At the top of the marine food web are the large predators:



  1. Jellyfish and cephalopods  (squid  and octopus).

  2. Large fish such as sharks, tuna, and mackerel.

  3. Marine mammals including seals , walruses, dolphins , and some species of whales (some eat fish, others eat zooplankton directly).

  4. Birds such as pelicans , albatross , penguins.

  5. People, the dominant top predator.

Example: Thunnus alalunga (Albacore) is large, fast-swimming fish. Their average weight is about 9-20 kg. They are thought to become sexually mature when they are 5-6 years old and about a meter long. They have a maximum lifespan of 8 years.
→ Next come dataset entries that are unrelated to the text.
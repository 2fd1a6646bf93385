pub mod identifier;
pub mod references;

use tracing::warn;

use crate::pdf::PageText;
use crate::record::DocumentRecord;

pub use identifier::{derive_identifier, derive_title};
pub use references::{extract_references, References};

/// URL rules → page-1 text → reference scans.
///
/// `content` is the already-fetched document, or `None` when retrieval
/// failed. URL-derived fields are filled either way; the reference lists stay
/// empty when there is no usable page text.
pub fn parse<P: PageText + ?Sized>(
    url: &str,
    content: Option<&[u8]>,
    pdf: &P,
) -> DocumentRecord {
    let mut record = DocumentRecord::new(url);
    record.identifier = derive_identifier(url);
    record.title = derive_title(url, record.identifier.as_deref());

    let Some(bytes) = content else {
        return record;
    };

    match pdf.first_page_text(bytes) {
        Ok(text) => apply_page_text(&mut record, &text),
        Err(e) => warn!("Error parsing PDF from {}: {}", url, e),
    }
    record
}

fn apply_page_text(record: &mut DocumentRecord, text: &str) {
    let refs = extract_references(text);
    record.referenced_standards = refs.standards;
    record.referenced_requirements = refs.requirements;
}
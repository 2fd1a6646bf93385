use std::time::Duration;

use anyhow::{Context, Result};
use config::{Config, Map};
use serde::Deserialize;

use crate::collection::DEFAULT_CONCURRENCY;

pub const DEFAULT_LISTING_URL: &str =
    "https://www.nasa.gov/ochmo/hsa-standards/ochmo-technical-briefs/";
const DEFAULT_TIMEOUT_SECS: u64 = 30;
const SETTINGS_FILE: &str = "ochmo";
const ENV_PREFIX: &str = "OCHMO";

#[derive(Debug, Clone, Deserialize)]
#[serde(default)]
pub struct Settings {
    pub listing_url: String,
    pub limit: Option<usize>,
    pub concurrency: usize,
    pub timeout_secs: u64,
    pub user_agent: String,
}

impl Default for Settings {
    fn default() -> Self {
        Self {
            listing_url: DEFAULT_LISTING_URL.to_string(),
            limit: None,
            concurrency: DEFAULT_CONCURRENCY,
            timeout_secs: DEFAULT_TIMEOUT_SECS,
            user_agent: concat!("ochmo_scraper/", env!("CARGO_PKG_VERSION")).to_string(),
        }
    }
}

impl Settings {
    /// Defaults, then `./ochmo.toml` if present, then `OCHMO_*` env vars.
    pub fn load() -> Result<Self> {
        Self::load_from(SETTINGS_FILE, None)
    }

    /// `vars` stands in for the process environment when given.
    pub fn load_from(file: &str, vars: Option<Map<String, String>>) -> Result<Self> {
        Config::builder()
            .add_source(config::File::with_name(file).required(false))
            .add_source(
                config::Environment::with_prefix(ENV_PREFIX)
                    .try_parsing(true)
                    .source(vars),
            )
            .build()
            .context("Failed to read settings")?
            .try_deserialize()
            .context("Invalid settings")
    }

    pub fn timeout(&self) -> Duration {
        Duration::from_secs(self.timeout_secs)
    }
}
They are well adapted to swim fast, and they prey on many species of fish.

 

Food Chains and Food Webs

Phytoplankton, small zooplankton, larger zooplankton such as jellyfish, larger animals including bait fish and squid , and top predators such as tuna, all interact in a marine food web . Each species eats and is eaten by several other species. Big fish eat little fish; that’s how the food cycle works. Of course, there’s more to it than that. The interactions in a food web are far more complex than the interactions in a food chain. Furthermore, the branching structure of food webs leads to fewer top predators compared with the numbers of top predators in a food chain. Food chains are much rarer than food webs in marine ecosystems.
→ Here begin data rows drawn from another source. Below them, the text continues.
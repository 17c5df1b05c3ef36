//! Long-running operation poller.
//!
//! One [`OperationPoller::run`] call drives a single video job from
//! `processing` to a terminal state: it queries the provider once per
//! attempt, sleeps between attempts without holding any lock, and records
//! the outcome on the job. Failures are recorded on the job, never returned.

use std::sync::Arc;
use std::time::Duration;

use chrono::Utc;
use tokio_util::sync::CancellationToken;

use genrelay_core::job::{JobOutput, JobStatus, OperationHandle};
use genrelay_core::provider::{GeneratedMedia, GenerationProvider, OperationStatus};
use genrelay_core::types::BearerToken;

use crate::materializer::MediaMaterializer;
use crate::store::JobStore;

/// Default delay between polling attempts.
pub const DEFAULT_POLL_INTERVAL: Duration = Duration::from_secs(15);

/// Default number of polling attempts before a job times out.
pub const DEFAULT_MAX_ATTEMPTS: u32 = 30;

/// Tunable polling parameters.
///
/// The defaults reproduce a fixed 15 s cadence with 30 attempts and no
/// retries: any provider fault ends the job.
#[derive(Debug, Clone)]
pub struct PollConfig {
    /// Delay before the second attempt.
    pub interval: Duration,
    /// Total number of provider queries before giving up.
    pub max_attempts: u32,
    /// Factor applied to the delay after each attempt (1.0 = fixed cadence).
    pub backoff_multiplier: f64,
    /// Upper bound on the delay between attempts.
    pub max_interval: Duration,
    /// How many retryable provider errors are tolerated per job.
    pub transient_retries: u32,
}

impl Default for PollConfig {
    fn default() -> Self {
        Self {
            interval: DEFAULT_POLL_INTERVAL,
            max_attempts: DEFAULT_MAX_ATTEMPTS,
            backoff_multiplier: 1.0,
            max_interval: Duration::from_secs(120),
            transient_retries: 0,
        }
    }
}

/// Calculate the next delay from the current delay and config.
///
/// The result is clamped to [`PollConfig::max_interval`], and never drops
/// below the current delay.
pub fn next_delay(current: Duration, config: &PollConfig) -> Duration {
    let multiplier = config.backoff_multiplier.max(1.0);
    let next_ms = (current.as_millis() as f64 * multiplier) as u64;
    Duration::from_millis(next_ms).min(config.max_interval.max(current))
}

/// Everything a poller needs to query one operation.
#[derive(Debug, Clone)]
pub struct PollTarget {
    pub job_id: String,
    /// Provider model id the operation was started on.
    pub model_id: String,
    pub handle: OperationHandle,
    /// Credential captured when the job was submitted.
    pub token: BearerToken,
}

/// Terminal outcome computed by the polling loop, before it is recorded.
#[derive(Debug)]
enum PollOutcome {
    Completed(JobOutput),
    Failed(String),
    TimedOut(String),
}

/// Drives video jobs to completion against a [`GenerationProvider`].
#[derive(Clone)]
pub struct OperationPoller {
    store: Arc<JobStore>,
    provider: Arc<dyn GenerationProvider>,
    materializer: Arc<MediaMaterializer>,
    config: PollConfig,
}

impl OperationPoller {
    pub fn new(
        store: Arc<JobStore>,
        provider: Arc<dyn GenerationProvider>,
        materializer: Arc<MediaMaterializer>,
        config: PollConfig,
    ) -> Self {
        Self {
            store,
            provider,
            materializer,
            config,
        }
    }

    pub fn config(&self) -> &PollConfig {
        &self.config
    }

    /// Poll until the job reaches a terminal state and return that state.
    pub async fn run(&self, target: PollTarget, cancel: CancellationToken) -> JobStatus {
        tracing::info!(
            job_id = %target.job_id,
            operation = %target.handle.as_str(),
            max_attempts = self.config.max_attempts,
            "Polling started",
        );

        let outcome = self.drive(&target, &cancel).await;
        self.record(&target.job_id, outcome).await
    }

    async fn drive(&self, target: &PollTarget, cancel: &CancellationToken) -> PollOutcome {
        let max_attempts = self.config.max_attempts;
        let mut delay = self.config.interval;
        let mut retries_left = self.config.transient_retries;

        for attempt in 1..=max_attempts {
            if cancel.is_cancelled() {
                return PollOutcome::Failed(format!("Polling cancelled before attempt {attempt}"));
            }

            let result = tokio::select! {
                _ = cancel.cancelled() => {
                    return PollOutcome::Failed(format!("Polling cancelled during attempt {attempt}"));
                }
                result = self.provider.poll_operation(&target.token, &target.model_id, &target.handle) => result,
            };

            match result {
                Ok(OperationStatus::Pending) => {
                    tracing::debug!(job_id = %target.job_id, attempt, "Operation still running");
                }
                Ok(OperationStatus::Done(media)) => {
                    tracing::info!(job_id = %target.job_id, attempt, "Operation done");
                    return self.resolve_output(&target.job_id, media).await;
                }
                Ok(OperationStatus::Failed(detail)) => {
                    return PollOutcome::Failed(detail);
                }
                Err(e) if e.is_retryable() && retries_left > 0 => {
                    retries_left -= 1;
                    tracing::warn!(
                        job_id = %target.job_id,
                        attempt,
                        retries_left,
                        error = %e,
                        "Transient polling error, retrying",
                    );
                }
                Err(e) => {
                    return PollOutcome::Failed(format!("Polling failed on attempt {attempt}: {e}"));
                }
            }

            if attempt < max_attempts {
                tokio::select! {
                    _ = cancel.cancelled() => {
                        return PollOutcome::Failed(format!("Polling cancelled after attempt {attempt}"));
                    }
                    _ = tokio::time::sleep(delay) => {}
                }
                delay = next_delay(delay, &self.config);
            }
        }

        PollOutcome::TimedOut(format!(
            "Operation did not complete after {max_attempts} polling attempts"
        ))
    }

    /// Turn provider media into a job output.
    ///
    /// Runs once, on the attempt that reports `done`. The file only sticks if
    /// the terminal transition in [`Self::record`] is accepted.
    async fn resolve_output(&self, job_id: &str, media: GeneratedMedia) -> PollOutcome {
        match media {
            GeneratedMedia::Inline {
                data_base64,
                mime_type,
            } => {
                match self
                    .materializer
                    .materialize(job_id, &data_base64, &mime_type)
                    .await
                {
                    Ok(file) => PollOutcome::Completed(JobOutput::File(file)),
                    Err(e) => {
                        tracing::error!(job_id, error = %e, "Materialization failed");
                        PollOutcome::Failed(e.to_string())
                    }
                }
            }
            GeneratedMedia::Remote { uri } => PollOutcome::Completed(JobOutput::Remote { uri }),
            GeneratedMedia::Missing => {
                tracing::warn!(job_id, "Operation finished without usable output");
                PollOutcome::Completed(JobOutput::Missing)
            }
        }
    }

    async fn record(&self, job_id: &str, outcome: PollOutcome) -> JobStatus {
        let now = Utc::now();
        let orphan = match &outcome {
            PollOutcome::Completed(JobOutput::File(file)) => Some(file.path.clone()),
            _ => None,
        };

        let result = match outcome {
            PollOutcome::Completed(output) => {
                self.store
                    .transition(job_id, |job| job.complete(output, now))
                    .await
            }
            PollOutcome::Failed(detail) => {
                tracing::warn!(job_id, detail = %detail, "Job failed");
                self.store
                    .transition(job_id, |job| job.fail(detail, now))
                    .await
            }
            PollOutcome::TimedOut(detail) => {
                tracing::warn!(job_id, detail = %detail, "Job timed out");
                self.store
                    .transition(job_id, |job| job.time_out(detail, now))
                    .await
            }
        };

        if let Err(e) = result {
            tracing::warn!(job_id, error = %e, "Could not record polling outcome");
            if let Some(path) = orphan {
                let _ = self.materializer.remove(&path).await;
            }
        }

        match self.store.get(job_id).await {
            Ok(job) => {
                tracing::info!(job_id, status = %job.status, "Polling finished");
                job.status
            }
            // The job disappeared while polling; report it as failed.
            Err(_) => JobStatus::Error,
        }
    }
}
Over Fishing Changes Food Webs

Cod used to be abundant throughout the Atlantic Ocean, but they have been severely overfished. Their numbers are especially low on the East Coast of Canada, even though the fishery there was closed more than a decade ago. Scientists have found that the removal of cod and other large fish changed the entire structure of the food web from top to bottom:



  1. The population of small fishes and large invertebrates, including northern snow crab and northern shrimp increased markedly.
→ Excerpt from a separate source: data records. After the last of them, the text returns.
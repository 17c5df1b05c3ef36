use axum::http::StatusCode;
use axum::response::{IntoResponse, Response};
use serde_json::json;
use genrelay_core::error::CoreError;

/// Application-level error type for HTTP handlers.
///
/// Wraps [`CoreError`] for domain errors and adds HTTP-specific variants.
/// Implements [`IntoResponse`] to produce consistent JSON error responses.
#[derive(Debug, thiserror::Error)]
pub enum AppError {
    /// A domain-level error from `genrelay_core`.
    #[error(transparent)]
    Core(#[from] CoreError),

    /// A bad request with a human-readable message.
    #[error("Bad request: {0}")]
    BadRequest(String),

    /// An internal error with a human-readable message.
    #[error("Internal error: {0}")]
    InternalError(String),
}

/// Convenience type alias for handler return values.
pub type AppResult<T> = Result<T, AppError>;

impl IntoResponse for AppError {
    fn into_response(self) -> Response {
        let (status, code, message) = match &self {
            // --- CoreError variants ---
            AppError::Core(core) => match core {
                CoreError::NotFound { entity, id } => (
                    StatusCode::NOT_FOUND,
                    "NOT_FOUND",
                    format!("{entity} with id {id} not found"),
                ),
                CoreError::Validation(msg) => {
                    (StatusCode::BAD_REQUEST, "VALIDATION_ERROR", msg.clone())
                }
                CoreError::Unauthorized(msg) => {
                    (StatusCode::UNAUTHORIZED, "UNAUTHORIZED", msg.clone())
                }
                CoreError::NotReady(msg) => (StatusCode::CONFLICT, "NOT_READY", msg.clone()),
                CoreError::Conflict(msg) => (StatusCode::CONFLICT, "CONFLICT", msg.clone()),
                CoreError::Internal(msg) => {
                    tracing::error!(error = %msg, "Internal core error");
                    (
                        StatusCode::INTERNAL_SERVER_ERROR,
                        "INTERNAL_ERROR",
                        "An internal error occurred".to_string(),
                    )
                }
            },

            // --- HTTP-specific errors ---
            AppError::BadRequest(msg) => (StatusCode::BAD_REQUEST, "BAD_REQUEST", msg.clone()),
            AppError::InternalError(msg) => {
                tracing::error!(error = %msg, "Internal error");
                (
                    StatusCode::INTERNAL_SERVER_ERROR,
                    "INTERNAL_ERROR",
                    "An internal error occurred".to_string(),
                )
            }
        };

        let body = json!({
            "error": message,
            "code": code,
        });

        (status, axum::Json(body)).into_response()
    }
}
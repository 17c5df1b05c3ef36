//! Periodic cleanup of finished jobs and their media files.
//!
//! Terminal jobs whose completion is older than the retention period are
//! evicted from the store and their files deleted. Jobs still processing
//! are never touched.

use std::sync::Arc;
use std::time::Duration;

use chrono::Utc;
use tokio_util::sync::CancellationToken;

use genrelay_pipeline::retention::purge_expired;
use genrelay_pipeline::{JobStore, MediaMaterializer};

/// Run the media retention loop until `cancel` is triggered.
pub async fn run(
    store: Arc<JobStore>,
    materializer: Arc<MediaMaterializer>,
    retention: chrono::Duration,
    cleanup_interval: Duration,
    cancel: CancellationToken,
) {
    tracing::info!(
        retention_hours = retention.num_hours(),
        interval_secs = cleanup_interval.as_secs(),
        "Media retention job started"
    );

    let mut interval = tokio::time::interval(cleanup_interval);

    loop {
        tokio::select! {
            _ = cancel.cancelled() => {
                tracing::info!("Media retention job stopping");
                break;
            }
            _ = interval.tick() => {
                let Some(cutoff) = Utc::now().checked_sub_signed(retention) else {
                    tracing::warn!("Media retention: window reaches before the representable range, skipping");
                    continue;
                };
                let report = purge_expired(&store, &materializer, cutoff).await;
                if report.jobs > 0 {
                    tracing::info!(jobs = report.jobs, files = report.files, "Media retention: purged expired jobs");
                } else {
                    tracing::debug!("Media retention: nothing to purge");
                }
            }
        }
    }
}
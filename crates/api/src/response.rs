//! Shared response envelope types for API handlers.
//!
//! Successful JSON responses use a `{ "data": ... }` envelope.

use serde::Serialize;

/// Standard `{ "data": T }` response envelope.
#[derive(Debug, Serialize)]
pub struct DataResponse<T: Serialize> {
    pub data: T,
}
  2. The population of large plant-eating zooplankton (> 2 mm) decreased markedly.

  3. Phytoplankton increased markedly.

  4. Seal populations are increasing exponentially.

  5. The economic value of the crab and shrimp fisheries now exceeds the earlier value of the cod fishery.

  6. Actions to restore the cod fishery have failed despite a nearly complete shutdown of cod fishing.

  7. Cod stocks in other areas north of 44 degrees North have also failed to recover, while cod stocks in areas south of 44 degrees North have started to recover.


Picture: The cascading effect of the collapse of cod and other large predatory fishes on the ecosystem on the coast of Canada during the late 1980s and early 1990s. The size of the spheres represents the relative abundance of the corresponding organisms. The arrows depict the inferred top-down effects.

The changes in marine ecosystems due to overfishing is often called fishing down the marine food web. As top predators are removed by fishing, fishers target smaller fish lower in the food web, reducing their numbers.




Fishing down the marine food web. After the large fish at the top of the food web are fished out, fisheries go after smaller fish and invertebrates at lower levels in the food web while their trawling (dragging nets along the bottom) destroys animals and plants on the sea floor. Time increases toward the right along the blue arrow.
A scientist studied historical photographs spanning more than five decades that she collected from Florida. The study showed a drastic decline of so-called "trophy fish" from Key West. Notice how the fish got smaller in each picture!
Photographs showing trophy fish caught on Key West charter boats a) 1957, b) early 1980s, and c) 2007.